HAHAHAHAHA! Your Oscar party sounds awesome! And it’s so true about how motivating even the shittiest prize can be. My favorites are always the prizes that you bust your ass for, but that turn out to suck. I’ve got to go to my department’s annual picnic in a couple of weeks, where I’ll get to watch my coworkers go all-out in sack races and softball tournaments, with $5 gift cards on the line. It should be fun. (Oh, who am I kidding? Company picnics are NEVER fun. :P)
Your Oscar party sounds awesome!
It is super fun. Everyone looks at me like a weirdo when I tell them that we have an Oscar party, but then they go and love it and come back every year.
I’ll get to watch my coworkers go all-out in sack races and softball tournaments, with $5 gift cards on the line.
Ha! Some poor sap is going to turn an ankle, then end up paying $15 for a co-pay at the doctors office. Schnookie, you should just sit on the sidelines and shout at them, “YOU’RE JUST GOING TO LOSE TEN DOLLARS!”
you should just sit on the sidelines and shout at them, “YOU’RE JUST GOING TO LOSE TEN DOLLARS!”
:^:::::::::::::::::::::::::::::::::::::::::::::::::::::: I’m going to be the life of the party! (Ugh. I just checked the calendar, and it’s actually THIS COMING MONDAY. I thought I had more time. Alas.)
I don’t care about faceoffs
Somewhere in Buffalo, Paul Gaustad is crying.
Just wanted to get in my $.02 about the suggested stat changes: I like the games started and not minimum starts since that screwed me a few times last year. I also vote no to the tracking of shooting %, faceoffs and hits. I am kind of iffy about shot blocking since it might be kind of flaky like the tracking of hits. Also I’m not sure how much it would add to defensemen since a lot of forwards block shots. Can’t wait to win the prize and tell everyone it’s the best album ever (even if it isn’t).
Can’t wait to win the prize and tell everyone it’s the best album ever (even if it isn’t).
That’s the spirit! And even if the music sucks, the sweet taste of victory, paired with the spirit of the tears of the losers that will hang over that album for all time, will make it sound awesome.
Somewhere in Buffalo, Paul Gaustad is crying.
I told you to only use CFLs when you’re changing out a light bulb, Amy.

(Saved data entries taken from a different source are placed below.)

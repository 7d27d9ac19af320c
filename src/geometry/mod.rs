//! Planar geometry for the adaptive mesh.
//!
//! Points and the undefined sentinel, exact-formula predicates, and the
//! incremental Delaunay structure backing the initial triangulation.

pub mod delaunay;
pub mod point;
pub mod predicates;
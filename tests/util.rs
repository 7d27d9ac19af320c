#![allow(dead_code)]
use flux_mesh::geometry::point::Point2;
use flux_mesh::mesh::AdaptiveMesh;
use flux_mesh::mesh::MeshView;

pub fn unit_square() -> Vec<Point2> {
    vec![
        Point2::new(0.0, 0.0),
        Point2::new(1.0, 0.0),
        Point2::new(1.0, 1.0),
        Point2::new(0.0, 1.0),
    ]
}

/// `n x n` lattice over the unit square.
pub fn grid(n: usize) -> Vec<Point2> {
    let step = 1.0 / (n - 1) as f64;
    (0..n)
        .flat_map(|j| (0..n).map(move |i| Point2::new(i as f64 * step, j as f64 * step)))
        .collect()
}

/// Centre plus `rings` rings of `6 i` points on the unit disk.
pub fn disk(rings: usize) -> Vec<Point2> {
    let mut pts = vec![Point2::new(0.0, 0.0)];
    for i in 1..=rings {
        let r = i as f64 / rings as f64;
        let n = 6 * i;
        pts.extend((0..n).map(|k| {
            let phi = 2.0 * std::f64::consts::PI * k as f64 / n as f64;
            Point2::new(r * phi.cos(), r * phi.sin())
        }));
    }
    pts
}

pub fn identity(pts: &[Point2]) -> Vec<Point2> {
    pts.to_vec()
}

/// Identity, except points right of `x = 0.5` jump by `+10` in `x`.
pub fn jump_at_half(pts: &[Point2]) -> Vec<Point2> {
    pts.iter()
        .map(|p| if p.x > 0.5 { Point2::new(p.x + 10.0, p.y) } else { *p })
        .collect()
}

/// Identity, undefined for `x > 0.8`.
pub fn undefined_beyond(pts: &[Point2]) -> Vec<Point2> {
    pts.iter()
        .map(|p| if p.x > 0.8 { Point2::UNDEFINED } else { *p })
        .collect()
}

pub fn approx_eq(a: f64, b: f64, tol: f64) -> bool {
    (a - b).abs() <= tol * a.abs().max(b.abs()).max(1.0)
}

/// Every triangle positively oriented, all indices in range.
pub fn assert_well_formed<M, T>(mesh: &AdaptiveMesh<M, T>) {
    let n = mesh.num_points();
    assert_eq!(mesh.domain_points().len(), mesh.image_points().len());
    for (k, t) in mesh.simplices().iter().enumerate() {
        assert!(t.iter().all(|&v| v < n), "triangle {k} = {t:?} out of range");
    }
    for (k, a) in mesh.area_in_domain(mesh.simplices()).iter().enumerate() {
        assert!(*a > 0.0, "triangle {k} has area {a}");
    }
}

pub fn total_area(view: &MeshView<'_>) -> f64 {
    view.total_domain_area()
}

/// Broken-triangle predicate with a fixed length threshold.
pub fn broken_at(threshold: f64) -> impl Fn(&MeshView<'_>) -> Vec<bool> {
    move |view: &MeshView<'_>| view.broken_triangles(view.simplices, Some(threshold))
}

I am kind of iffy about shot blocking since it might be kind of flaky like the tracking of hits. Also I’m not sure how much it would add to defensemen since a lot of forwards block shots.
Noted, thanks Mike. I think shot blocking stats are a little more reliable than hits, only because: What’s a hit? No one’s ever really answered that question. Blocks are at least a little more of a definitive action. Anyways, we’ll see what other Irregulars have to say.

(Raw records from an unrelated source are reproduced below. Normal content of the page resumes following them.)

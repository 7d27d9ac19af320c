//! Planar points with an explicit "undefined" sentinel.
//!
//! Both domain and image coordinates are stored as [`Point2`]. A mapping that
//! cannot produce an image for a domain point (blocked ray, failed trace)
//! returns [`Point2::UNDEFINED`]; any point with a NaN coordinate is treated as
//! undefined.
//!
//! `Point2` is `#[repr(C)]` and [`bytemuck::Pod`], so flat N×2 `f64` buffers
//! convert to and from point slices without copying:
//!
//! ```rust
//! use flux_mesh::geometry::point::{points_as_flat, points_from_flat, Point2};
//!
//! let flat = [0.0, 0.0, 1.0, 0.0, 0.0, 1.0];
//! let points = points_from_flat(&flat)?;
//! assert_eq!(points[1], Point2::new(1.0, 0.0));
//! assert_eq!(points_as_flat(points), &flat);
//! # Ok::<(), flux_mesh::mesh_error::MeshError>(())
//! ```

use crate::mesh_error::MeshError;
use bytemuck::{Pod, Zeroable};
use serde::{Deserialize, Serialize};
use static_assertions::{assert_impl_all, const_assert_eq};

/// A point in domain or image space.
#[repr(C)]
#[derive(Clone, Copy, Debug, Default, PartialEq, Pod, Zeroable, Serialize, Deserialize)]
pub struct Point2 {
    pub x: f64,
    pub y: f64,
}

const_assert_eq!(std::mem::size_of::<Point2>(), 2 * std::mem::size_of::<f64>());
assert_impl_all!(Point2: Send, Sync, Copy);

impl Point2 {
    /// Sentinel returned by a mapping that could not produce an image point.
    pub const UNDEFINED: Point2 = Point2 {
        x: f64::NAN,
        y: f64::NAN,
    };

    #[inline]
    pub const fn new(x: f64, y: f64) -> Self {
        Self { x, y }
    }

    /// False if either coordinate is NaN.
    #[inline]
    pub fn is_defined(&self) -> bool {
        !(self.x.is_nan() || self.y.is_nan())
    }

    #[inline]
    pub fn is_finite(&self) -> bool {
        self.x.is_finite() && self.y.is_finite()
    }

    /// Squared Euclidean distance.
    #[inline]
    pub fn dist_sq(&self, other: &Point2) -> f64 {
        let dx = self.x - other.x;
        let dy = self.y - other.y;
        dx * dx + dy * dy
    }

    /// `(1 - t) * self + t * other`; exact at `t = 0` and `t = 1`.
    #[inline]
    pub fn lerp(&self, other: &Point2, t: f64) -> Point2 {
        Point2::new(
            (1.0 - t) * self.x + t * other.x,
            (1.0 - t) * self.y + t * other.y,
        )
    }

    /// Centre of gravity of a triangle.
    #[inline]
    pub fn centroid(a: &Point2, b: &Point2, c: &Point2) -> Point2 {
        Point2::new((a.x + b.x + c.x) / 3.0, (a.y + b.y + c.y) / 3.0)
    }
}

impl From<[f64; 2]> for Point2 {
    fn from([x, y]: [f64; 2]) -> Self {
        Point2::new(x, y)
    }
}

impl From<Point2> for [f64; 2] {
    fn from(p: Point2) -> Self {
        [p.x, p.y]
    }
}

/// Image-space separation of two samples used to locate discontinuities.
///
/// Squared distance when both points are defined, `0` when both are undefined
/// (nothing to resolve between them) and `+inf` when exactly one is undefined.
#[inline]
pub fn sample_gap(a: &Point2, b: &Point2) -> f64 {
    match (a.is_defined(), b.is_defined()) {
        (true, true) => a.dist_sq(b),
        (false, false) => 0.0,
        _ => f64::INFINITY,
    }
}

/// View a flat `[x0, y0, x1, y1, ...]` buffer as points.
pub fn points_from_flat(flat: &[f64]) -> Result<&[Point2], MeshError> {
    bytemuck::try_cast_slice(flat).map_err(|_| MeshError::OddCoordinateBuffer(flat.len()))
}

/// View points as a flat `[x0, y0, x1, y1, ...]` buffer.
pub fn points_as_flat(points: &[Point2]) -> &[f64] {
    bytemuck::cast_slice(points)
}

I’m for counting shot blocking. Fantasy stats are so offensively oriented in general that it would be nice to give a bit more weight to defensively minded players whether they’re forwards or defensemen.
Speaking of fantasy leagues, does anyone here watch The League?
As long as we keep the Games Started stat I don’t care what we do with everything else. It’s the only thing that kept the Silent But DeadlEEs from getting swept in goalie stats every week. I’d like to get rid of that pesky Save %, but I’m pretty sure anyone who didn’t get Huet and Turco two years in a row would disagree.
And don’t worry. Khabibulin’s jail sentence will be up before the season starts. Yeah, Edmonton. If I can make a team that finishes third with Khabi-effin-bulin as my starting goalie, you guys have no excuse.
Speaking of fantasy leagues, does anyone here watch The League?
Loooove. That. Show.
I agree all around, stats-wise. I always appreciate any stat that helps defensemen look good. It’s too bad they didn’t have that back when Bouche was playing. Wait. I wouldn’t have been allowed to have him, so it’s cool.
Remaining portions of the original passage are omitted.